Floral nectar, produced by plants to attract pollinators, is primarily composed of sugars. However, some nectar may also contain secondary compounds such as alkaloids, normally produced by plants to defend themselves against herbivores. The function of this so-called “toxic nectar” is not fully understood, but one hypothesis is that it may prevent the microbial degradation of nectar. Given that these compounds will be ingested by floral visitors, could nectar alkaloids have antimicrobial properties that inhibit pollinator pathogens? We examined how gelsemine, the primary alkaloid found in the nectar of Gelsemium sempervirens, affects the pathogenicity of the gut protozoan Crithidia bombi. C. bombi has well-documented effects on bumble bee behaviour, but is of particular interest because it can be horizontally transmitted via floral nectar.

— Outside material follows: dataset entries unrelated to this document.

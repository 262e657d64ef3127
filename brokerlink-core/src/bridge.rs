//! The protocol bridge.

use std::sync::Arc;

use brokerlink_common::{MessageEnvelope, Payload, Protocol, Role};

use crate::buffer::InboundBuffer;
use crate::config::{ConnectionConfig, PublishConfig, SubscribeConfig};
use crate::driver::{ExchangeDriver, PubSubDriver};
use crate::error::Result;
use crate::options::BridgeOptions;
use crate::stats::{BridgeStats, Counters};
use crate::transport::amqp::AmqpConnector;
use crate::transport::mqtt::MqttConnector;
use crate::transport::{ExchangeConnector, PubSubConnector};

/// Bridge over real brokers.
pub type LiveBridge = Bridge<AmqpConnector, MqttConnector>;

/// Host and client connections to both brokers, plus the inbound buffer fed
/// by every active subscription.
///
/// All operations take `&self`; share the bridge with an `Arc` to call it from
/// several tasks. Calls for one protocol are serialised, calls for different
/// protocols run independently.
pub struct Bridge<E: ExchangeConnector, P: PubSubConnector> {
    options: BridgeOptions,
    buffer: Arc<InboundBuffer>,
    counters: Arc<Counters>,
    exchange: ExchangeDriver<E>,
    pubsub: PubSubDriver<P>,
}

impl LiveBridge {
    /// Create a bridge talking to real brokers.
    pub fn live(options: BridgeOptions) -> Result<Self> {
        Self::new(options, AmqpConnector::new(), MqttConnector::new())
    }
}

impl<E: ExchangeConnector, P: PubSubConnector> Bridge<E, P> {
    /// Create a bridge over the given connectors.
    pub fn new(options: BridgeOptions, exchange_connector: E, pubsub_connector: P) -> Result<Self> {
        options.validate()?;

        let buffer = Arc::new(InboundBuffer::new(options.max_queue_size));
        let counters = Arc::new(Counters::default());
        let exchange =
            ExchangeDriver::new(exchange_connector, &options, buffer.clone(), counters.clone());
        let pubsub = PubSubDriver::new(
            pubsub_connector,
            &options.pubsub,
            buffer.clone(),
            counters.clone(),
        );

        Ok(Self {
            options,
            buffer,
            counters,
            exchange,
            pubsub,
        })
    }

    pub fn options(&self) -> &BridgeOptions {
        &self.options
    }

    /// Connect with the role carried by `config`.
    pub async fn connect(&self, config: &ConnectionConfig) -> Result<()> {
        self.connect_role(config, config.role).await
    }

    /// Connect as host (publishing side), whatever the role in `config`.
    pub async fn connect_host(&self, config: &ConnectionConfig) -> Result<()> {
        self.connect_role(config, Role::Host).await
    }

    /// Connect as client (subscribing side), whatever the role in `config`.
    pub async fn connect_client(&self, config: &ConnectionConfig) -> Result<()> {
        self.connect_role(config, Role::Client).await
    }

    async fn connect_role(&self, config: &ConnectionConfig, role: Role) -> Result<()> {
        match config.protocol {
            Protocol::Exchange => self.exchange.connect(config, role).await,
            Protocol::PubSub => self.pubsub.connect(config, role).await,
        }
    }

    /// Disconnect the host connection of `protocol`.
    pub async fn disconnect(&self, protocol: Protocol) -> Result<()> {
        self.disconnect_role(protocol, Role::Host).await
    }

    pub async fn disconnect_host(&self, protocol: Protocol) -> Result<()> {
        self.disconnect_role(protocol, Role::Host).await
    }

    pub async fn disconnect_client(&self, protocol: Protocol) -> Result<()> {
        self.disconnect_role(protocol, Role::Client).await
    }

    /// Disconnect one role. Always succeeds, also when nothing is connected.
    pub async fn disconnect_role(&self, protocol: Protocol, role: Role) -> Result<()> {
        match protocol {
            Protocol::Exchange => self.exchange.disconnect(role).await,
            Protocol::PubSub => self.pubsub.disconnect(role).await,
        }
        Ok(())
    }

    /// Publish a message on the host connection of `config.protocol`.
    ///
    /// Messages that parse as a [`MessageRecord`](brokerlink_common::MessageRecord)
    /// are sent re-serialised, anything else is sent as-is.
    pub async fn publish(&self, config: &PublishConfig) -> Result<()> {
        let payload = Payload::parse(&config.message);
        let body = payload.encode()?;
        tracing::trace!(
            protocol = %config.protocol,
            topic = %config.topic,
            record = payload.is_record(),
            "Publishing"
        );

        match config.protocol {
            Protocol::Exchange => self.exchange.publish(&config.topic, &body).await,
            Protocol::PubSub => self.pubsub.publish(&config.topic, &body).await,
        }
    }

    /// Start receiving from `config.topic` on the client connection.
    pub async fn subscribe(&self, config: &SubscribeConfig) -> Result<()> {
        match config.protocol {
            Protocol::Exchange => self.exchange.subscribe(&config.topic).await,
            Protocol::PubSub => self.pubsub.subscribe(&config.topic).await,
        }
    }

    /// Stop receiving from `topic`. A no-op for the exchange protocol.
    pub async fn unsubscribe(&self, protocol: Protocol, topic: &str) -> Result<()> {
        match protocol {
            Protocol::Exchange => self.exchange.unsubscribe(topic).await,
            Protocol::PubSub => self.pubsub.unsubscribe(topic).await,
        }
    }

    /// Take every buffered envelope, oldest first.
    pub fn get_messages(&self) -> Vec<MessageEnvelope> {
        self.buffer.drain_all()
    }

    /// Whether `role` has a connection installed for `protocol`.
    pub async fn is_connected(&self, protocol: Protocol, role: Role) -> bool {
        match protocol {
            Protocol::Exchange => self.exchange.is_connected(role).await,
            Protocol::PubSub => self.pubsub.is_connected(role).await,
        }
    }

    pub async fn stats(&self) -> BridgeStats {
        BridgeStats {
            delivered: self.counters.delivered(),
            skipped: self.counters.skipped(),
            evicted: self.buffer.evicted(),
            tolerated_bind_failures: self.counters.tolerated_bind_failures(),
            listeners: self.exchange.listener_count().await + self.pubsub.listener_count().await,
            buffered: self.buffer.len(),
        }
    }

    /// Disconnect every role of both protocols.
    pub async fn shutdown(&self) {
        self.exchange.shutdown().await;
        self.pubsub.shutdown().await;
        tracing::info!("Bridge shut down");
    }
}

To test the direct effect of gelsemine on pathogenicity, we inoculated artificial nectar with C. bombi and let the solution rest for either 0, 60, or 120 minutes before infecting bumble bee workers, simulating the possible time lag before contaminated nectar is consumed by naïve bees. We also examined how continuous consumption of gelsemine altered pathogen load by feeding bees a high-gelsemine nectar diet for ten days post-infection.
Results/Conclusions
Overall, the presence of gelsemine did inhibit Crithidia bombi infections in bumble bees in all treatments. The direct effect of gelsemine on C. bombi was weak, with a marginal reduction in pathogen load at any of the three delay periods, although the effect did increase throughout the duration of the infection. In contrast, there was a 20-30% reduction in standardized infection intensity after the continuous consumption of gelsemine. Taken together these results suggest that while direct exposure to nectar alkaloids has a marginal antimicrobial effect, the repeated consumption of putatively toxic nectar can significantly reduce C. bombi infections in bumble bees. It remains to be seen whether infected bees self-medicate by actively seeking toxic nectar, but our results do provide a potential mechanism for the function and maintenance of secondary compounds in floral nectar.